Monarchs Are on Their Way South Again – And BAE Systems is Poised to Help

The migration and lifecycle of the monarch butterfly (Danaus plexippus) is quite spectacular. Every fall, monarchs in the US and Canada fly more than 3000 miles to reach their overwintering destination. When migrating, the monarchs pass through central Texas, known as the “Texas Funnel,” as they continue their journey to overwintering sites in Mexico. Monarchs also make their way through Texas during the spring migration as they head to spring and summer breeding areas all over the US and parts of Canada in search of milkweed.

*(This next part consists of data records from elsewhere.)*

//! In-memory tabular datasets
//!
//! Every stage of the build hands data to the next as a [`Table`]: an ordered
//! list of column names plus rows of loosely typed [`Value`]s. Storage types
//! are inferred per column when a table is written to SQLite.
//!
//! # Submodules
//!
//! - [`delimited`] - TSV/CSV import and export

pub mod delimited;

use std::collections::HashMap;
use std::fmt;

use rusqlite::types::{ToSqlOutput, ValueRef};
use rusqlite::ToSql;

pub use delimited::{read_raw_table, read_table, write_table};

/// A single cell value
#[derive(Debug, Clone, PartialEq)]
pub enum Value {
    Null,
    Integer(i64),
    Real(f64),
    Text(String),
}

impl Value {
    /// Raw cell from a delimited file: blank → Null, anything else is kept
    /// as the original text
    pub fn raw(cell: &str) -> Self {
        if cell.trim().is_empty() {
            Value::Null
        } else {
            Value::Text(cell.to_string())
        }
    }

    /// Text rendering, `None` for nulls
    pub fn as_text(&self) -> Option<String> {
        match self {
            Value::Null => None,
            other => Some(other.to_string()),
        }
    }

    pub fn as_f64(&self) -> Option<f64> {
        match self {
            Value::Integer(i) => Some(*i as f64),
            Value::Real(f) => Some(*f),
            Value::Text(s) => s.trim().parse().ok(),
            Value::Null => None,
        }
    }

    /// Column type this single value would require
    fn column_type(&self) -> Option<ColumnType> {
        match self {
            Value::Null => None,
            Value::Integer(_) => Some(ColumnType::Integer),
            Value::Real(_) => Some(ColumnType::Real),
            Value::Text(_) => Some(ColumnType::Text),
        }
    }
}

/// Numeric reading of one raw cell
///
/// Integers are only recognised in canonical form so identifiers such as
/// `007` keep their text. All-digit literals beyond `i64` stay text as well.
fn parse_numeric(raw: &str) -> Option<Value> {
    if let Ok(i) = raw.parse::<i64>() {
        return (i.to_string() == raw).then_some(Value::Integer(i));
    }
    let digits = raw.strip_prefix(['-', '+']).unwrap_or(raw);
    if digits.bytes().all(|b| b.is_ascii_digit()) {
        return None;
    }
    if !raw.bytes().any(|b| b.is_ascii_digit()) {
        return None;
    }
    raw.parse::<f64>().ok().filter(|f| f.is_finite()).map(Value::Real)
}

impl fmt::Display for Value {
    fn fmt(&self, f: &mut fmt::Formatter<'_>) -> fmt::Result {
        match self {
            Value::Null => Ok(()),
            Value::Integer(i) => write!(f, "{i}"),
            Value::Real(r) => write!(f, "{r}"),
            Value::Text(s) => f.write_str(s),
        }
    }
}

impl From<&str> for Value {
    fn from(s: &str) -> Self {
        Value::Text(s.to_string())
    }
}

impl From<String> for Value {
    fn from(s: String) -> Self {
        Value::Text(s)
    }
}

impl From<i64> for Value {
    fn from(i: i64) -> Self {
        Value::Integer(i)
    }
}

impl From<usize> for Value {
    fn from(n: usize) -> Self {
        Value::Integer(n as i64)
    }
}

impl From<f64> for Value {
    fn from(f: f64) -> Self {
        Value::Real(f)
    }
}

impl<T: Into<Value>> From<Option<T>> for Value {
    fn from(opt: Option<T>) -> Self {
        opt.map_or(Value::Null, Into::into)
    }
}

impl ToSql for Value {
    fn to_sql(&self) -> rusqlite::Result<ToSqlOutput<'_>> {
        Ok(match self {
            Value::Null => ToSqlOutput::Borrowed(ValueRef::Null),
            Value::Integer(i) => ToSqlOutput::Borrowed(ValueRef::Integer(*i)),
            Value::Real(f) => ToSqlOutput::Borrowed(ValueRef::Real(*f)),
            Value::Text(s) => ToSqlOutput::Borrowed(ValueRef::Text(s.as_bytes())),
        })
    }
}

impl From<ValueRef<'_>> for Value {
    fn from(value: ValueRef<'_>) -> Self {
        match value {
            ValueRef::Null => Value::Null,
            ValueRef::Integer(i) => Value::Integer(i),
            ValueRef::Real(f) => Value::Real(f),
            ValueRef::Text(bytes) | ValueRef::Blob(bytes) => {
                Value::Text(String::from_utf8_lossy(bytes).into_owned())
            }
        }
    }
}

/// SQL storage class inferred for a column
#[derive(Debug, Clone, Copy, PartialEq, Eq)]
pub enum ColumnType {
    Integer,
    Real,
    Text,
}

impl ColumnType {
    pub fn sql_name(&self) -> &'static str {
        match self {
            ColumnType::Integer => "INTEGER",
            ColumnType::Real => "REAL",
            ColumnType::Text => "TEXT",
        }
    }

    /// Widen two observed types to one that holds both
    fn unify(self, other: ColumnType) -> ColumnType {
        match (self, other) {
            (a, b) if a == b => a,
            (ColumnType::Integer, ColumnType::Real) | (ColumnType::Real, ColumnType::Integer) => {
                ColumnType::Real
            }
            _ => ColumnType::Text,
        }
    }
}

/// An ordered, column-named dataset
#[derive(Debug, Clone, Default, PartialEq)]
pub struct Table {
    columns: Vec<String>,
    rows: Vec<Vec<Value>>,
}

impl Table {
    /// Create an empty table with the given columns
    pub fn new<S: Into<String>>(columns: impl IntoIterator<Item = S>) -> Self {
        Self {
            columns: columns.into_iter().map(Into::into).collect(),
            rows: Vec::new(),
        }
    }

    pub fn columns(&self) -> &[String] {
        &self.columns
    }

    pub fn rows(&self) -> &[Vec<Value>] {
        &self.rows
    }

    pub fn len(&self) -> usize {
        self.rows.len()
    }

    pub fn is_empty(&self) -> bool {
        self.rows.is_empty()
    }

    pub fn column_index(&self, name: &str) -> Option<usize> {
        self.columns.iter().position(|c| c == name)
    }

    /// Append a row, padding short rows with nulls and truncating long ones
    pub fn push_row(&mut self, mut row: Vec<Value>) {
        row.resize(self.columns.len(), Value::Null);
        self.rows.push(row);
    }

    /// Cell at `row` in column `column`
    pub fn get(&self, row: usize, column: &str) -> Option<&Value> {
        let idx = self.column_index(column)?;
        self.rows.get(row).and_then(|r| r.get(idx))
    }

    /// Iterate one column's values
    pub fn column_values<'a>(&'a self, column: &str) -> Option<impl Iterator<Item = &'a Value>> {
        let idx = self.column_index(column)?;
        Some(self.rows.iter().map(move |r| &r[idx]))
    }

    /// Keep only the rows for which `keep` returns true
    pub fn retain_rows(&mut self, mut keep: impl FnMut(&[String], &[Value]) -> bool) {
        let columns = &self.columns;
        self.rows.retain(|row| keep(columns, row));
    }

    /// Drop the named columns; names that are absent are ignored
    pub fn drop_columns(&mut self, names: &[&str]) {
        let keep: Vec<bool> = self
            .columns
            .iter()
            .map(|c| !names.contains(&c.as_str()))
            .collect();
        let mut flags = keep.iter();
        self.columns.retain(|_| *flags.next().unwrap_or(&true));
        for row in &mut self.rows {
            let mut flags = keep.iter();
            row.retain(|_| *flags.next().unwrap_or(&true));
        }
    }

    /// Rename a column; returns false when it does not exist
    pub fn rename_column(&mut self, from: &str, to: &str) -> bool {
        match self.column_index(from) {
            Some(idx) => {
                self.columns[idx] = to.to_string();
                true
            }
            None => false,
        }
    }

    /// Append a column computed from each existing row
    pub fn add_column(&mut self, name: &str, mut compute: impl FnMut(&[String], &[Value]) -> Value) {
        let columns = self.columns.clone();
        for row in &mut self.rows {
            let value = compute(&columns, row);
            row.push(value);
        }
        self.columns.push(name.to_string());
    }

    /// Convert every text column whose non-null cells all read as numbers
    pub fn parse_numeric_columns(&mut self) {
        for idx in 0..self.columns.len() {
            self.parse_numeric_at(idx);
        }
    }

    /// Convert one column to numbers when all of its non-null cells read as
    /// numbers; returns false when the column is absent or stays text
    pub fn parse_numeric_column(&mut self, column: &str) -> bool {
        match self.column_index(column) {
            Some(idx) => self.parse_numeric_at(idx),
            None => false,
        }
    }

    fn parse_numeric_at(&mut self, idx: usize) -> bool {
        let mut parsed = Vec::with_capacity(self.rows.len());
        for row in &self.rows {
            let value = match &row[idx] {
                Value::Text(s) => match parse_numeric(s.trim()) {
                    Some(number) => number,
                    None => return false,
                },
                other => other.clone(),
            };
            parsed.push(value);
        }
        for (row, value) in self.rows.iter_mut().zip(parsed) {
            row[idx] = value;
        }
        true
    }

    /// Storage type per column: all-integer → INTEGER, numeric with at least
    /// one real → REAL, anything else (including all-null) → TEXT
    pub fn infer_column_types(&self) -> Vec<ColumnType> {
        (0..self.columns.len())
            .map(|idx| {
                self.rows
                    .iter()
                    .filter_map(|row| row[idx].column_type())
                    .reduce(ColumnType::unify)
                    .unwrap_or(ColumnType::Text)
            })
            .collect()
    }

    /// Inner join on a column present in both tables
    ///
    /// Output columns are this table's columns followed by `other`'s minus
    /// the join column. Left row order is preserved; null keys never match.
    pub fn inner_join(&self, other: &Table, on: &str) -> Option<Table> {
        let left_idx = self.column_index(on)?;
        let right_idx = other.column_index(on)?;

        let mut index: HashMap<String, Vec<usize>> = HashMap::new();
        for (i, row) in other.rows.iter().enumerate() {
            if let Some(key) = row[right_idx].as_text() {
                index.entry(key).or_default().push(i);
            }
        }

        let mut columns = self.columns.clone();
        columns.extend(
            other
                .columns
                .iter()
                .enumerate()
                .filter(|(i, _)| *i != right_idx)
                .map(|(_, c)| c.clone()),
        );
        let mut joined = Table::new(columns);

        for row in &self.rows {
            let Some(key) = row[left_idx].as_text() else {
                continue;
            };
            for &i in index.get(&key).map(Vec::as_slice).unwrap_or(&[]) {
                let mut merged = row.clone();
                merged.extend(
                    other.rows[i]
                        .iter()
                        .enumerate()
                        .filter(|(j, _)| *j != right_idx)
                        .map(|(_, v)| v.clone()),
                );
                joined.rows.push(merged);
            }
        }

        Some(joined)
    }
}

#[cfg(test)]
mod tests {
    use super::*;

    #[test]
    fn test_raw_cells() {
        assert_eq!(Value::raw(""), Value::Null);
        assert_eq!(Value::raw("  "), Value::Null);
        assert_eq!(Value::raw("2.50"), Value::Text("2.50".into()));
    }

    #[test]
    fn test_parse_numeric() {
        assert_eq!(parse_numeric("42"), Some(Value::Integer(42)));
        assert_eq!(parse_numeric("-3"), Some(Value::Integer(-3)));
        assert_eq!(parse_numeric("0.75"), Some(Value::Real(0.75)));
        assert_eq!(parse_numeric("1e3"), Some(Value::Real(1000.0)));
        assert_eq!(parse_numeric("007"), None);
        assert_eq!(parse_numeric("12345678901234567890"), None);
        assert_eq!(parse_numeric("nan"), None);
        assert_eq!(parse_numeric("inf"), None);
        assert_eq!(parse_numeric("ukb-b-1234"), None);
    }

    #[test]
    fn test_numeric_columns_need_every_cell() {
        let mut table = Table::new(["id", "note", "beta", "missing"]);
        table.push_row(vec!["1".into(), "1.10".into(), "0.5".into(), Value::Null]);
        table.push_row(vec!["2".into(), "abc".into(), "2".into(), Value::Null]);
        table.push_row(vec!["3".into(), "2.50".into(), Value::Null, Value::Null]);

        table.parse_numeric_columns();

        let column = |name: &str| table.column_values(name).unwrap().cloned().collect::<Vec<_>>();
        assert_eq!(column("id"), vec![Value::Integer(1), Value::Integer(2), Value::Integer(3)]);
        assert_eq!(
            column("note"),
            vec![Value::from("1.10"), Value::from("abc"), Value::from("2.50")]
        );
        assert_eq!(column("beta"), vec![Value::Real(0.5), Value::Integer(2), Value::Null]);
        assert_eq!(column("missing"), vec![Value::Null; 3]);
    }

    #[test]
    fn test_parse_single_column() {
        let mut table = Table::new(["pmid", "year"]);
        table.push_row(vec!["25673413".into(), "2015".into()]);

        assert!(table.parse_numeric_column("pmid"));
        assert!(!table.parse_numeric_column("absent"));
        assert_eq!(table.get(0, "pmid"), Some(&Value::Integer(25673413)));
        assert_eq!(table.get(0, "year"), Some(&Value::from("2015")));
    }

    #[test]
    fn test_infer_column_types() {
        let mut table = Table::new(["id", "score", "mixed", "empty", "label"]);
        table.push_row(vec![1i64.into(), 0.5.into(), 1i64.into(), Value::Null, "a".into()]);
        table.push_row(vec![2i64.into(), 1i64.into(), 2.5.into(), Value::Null, "b".into()]);
        table.push_row(vec![Value::Null, Value::Null, "x".into(), Value::Null, "c".into()]);

        assert_eq!(
            table.infer_column_types(),
            vec![
                ColumnType::Integer,
                ColumnType::Real,
                ColumnType::Text,
                ColumnType::Text,
                ColumnType::Text
            ]
        );
    }

    #[test]
    fn test_drop_and_rename_columns() {
        let mut table = Table::new(["stanza", "subject", "predicate", "value"]);
        table.push_row(vec!["s".into(), "EFO:1".into(), "rdfs:label".into(), "x".into()]);

        table.drop_columns(&["stanza", "predicate", "language"]);
        assert!(table.rename_column("value", "object"));
        assert!(!table.rename_column("missing", "other"));

        assert_eq!(table.columns(), ["subject", "object"]);
        assert_eq!(table.rows()[0], vec![Value::from("EFO:1"), Value::from("x")]);
    }

    #[test]
    fn test_push_row_pads() {
        let mut table = Table::new(["a", "b"]);
        table.push_row(vec!["only".into()]);
        assert_eq!(table.get(0, "b"), Some(&Value::Null));
    }

    #[test]
    fn test_inner_join_drops_unmatched() {
        let mut labels = Table::new(["subject", "object", "IRI"]);
        labels.push_row(vec!["EFO:1".into(), "disease".into(), "http://x/EFO_1".into()]);
        labels.push_row(vec!["EFO:2".into(), "trait".into(), "http://x/EFO_2".into()]);

        let mut counts = Table::new(["IRI", "Direct", "Inherited"]);
        counts.push_row(vec!["http://x/EFO_2".into(), 3i64.into(), 1i64.into()]);

        let joined = labels.inner_join(&counts, "IRI").unwrap();
        assert_eq!(joined.columns(), ["subject", "object", "IRI", "Direct", "Inherited"]);
        assert_eq!(joined.len(), 1);
        assert_eq!(joined.get(0, "Direct"), Some(&Value::Integer(3)));
        assert!(labels.inner_join(&counts, "missing").is_none());
    }
}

Monarch Map Xerces Society

This makes the Lone Star state crucial in the tri-national efforts to conserve monarch and pollinator habitat. The migrating monarch population has declined drastically since the monitoring of this species began.

Ernest-Williams-Graph

This graph shows the area of forest occupied by colonies of hibernating monarchs in Mexico from 1994-2016 (Graph courtesy of Ernest Williams). It was reported that the size of the 2014–2015 overwintering population is the second smallest since monitoring began in 1994, occupying an estimated area of just 1.13 hectares (2.79 acres) (Secretariat of Environment and Natural Resources, Mexico 2015). (Retrieved from The Xerces Society for Invertebrate Conservation).

 

Joining Together for the Benefit of Monarchs

Monarch butterflies and others pollinators who share their habitat, such as hummingbirds and beneficial insects, are a vital part of nature’s life cycle. Pollinators ensure the reproduction of flowering plants and pollinate agricultural crops fundamental to the economy and well-being of Texans.

Texan by Nature, US Fish and Wildlife Service (USFWS), Texas Parks and Wildlife Department (TPWD), National Wildlife Fedation (NWF), Lady Bird Johnson Wildflower Center (LBJWC) and other groups have joined forces to conserve and rehabilitate habitat for the majestic monarch butterfly and other important pollinators.

Texan by Nature has recently launched the Monarch Wrangler program, connecting businesses, community organizations, and faith-based groups with the resources and scientific expertise they need to positively impact pollinator populations in Texas, as well as beautify their campuses with native Texan plant species. Together, Texans will carry out programs aimed at monarch butterfly and other pollinators that provide beauty and stability to the natural world and our economy.

Austin-Based BAE Systems is a Proud Monarch Wrangler Partner

BAE Systems, a military defense, electronics, and aerospace company has signed on as one of the first Monarch Wrangler corporate partners. As part of their project, BAE Systems is aiding essential monarch habitat by planting pollinator gardens, removing invasive species, and restoring native grasses on the company’s privately owned campus in Austin, Texas, which lies directly in the migration route of the monarchs.

BAE wildflowers
Indians blankets (Gaillardia pulchella) and Texas pricklypoppy (Argemone aurantiaca) can be seen on the BAE campus supporting native pollinators, beneficial insects, and other wildlife.

If you or your organization/business are interested in joining the cause to help out the monarch butterfly population as well as other beneficial pollinators, visit our Monarch Wrangler page and apply today!

BAE employees
BAE employees getting dirty for pollinator conservation! These employees are making seed balls that they will spread on their campus.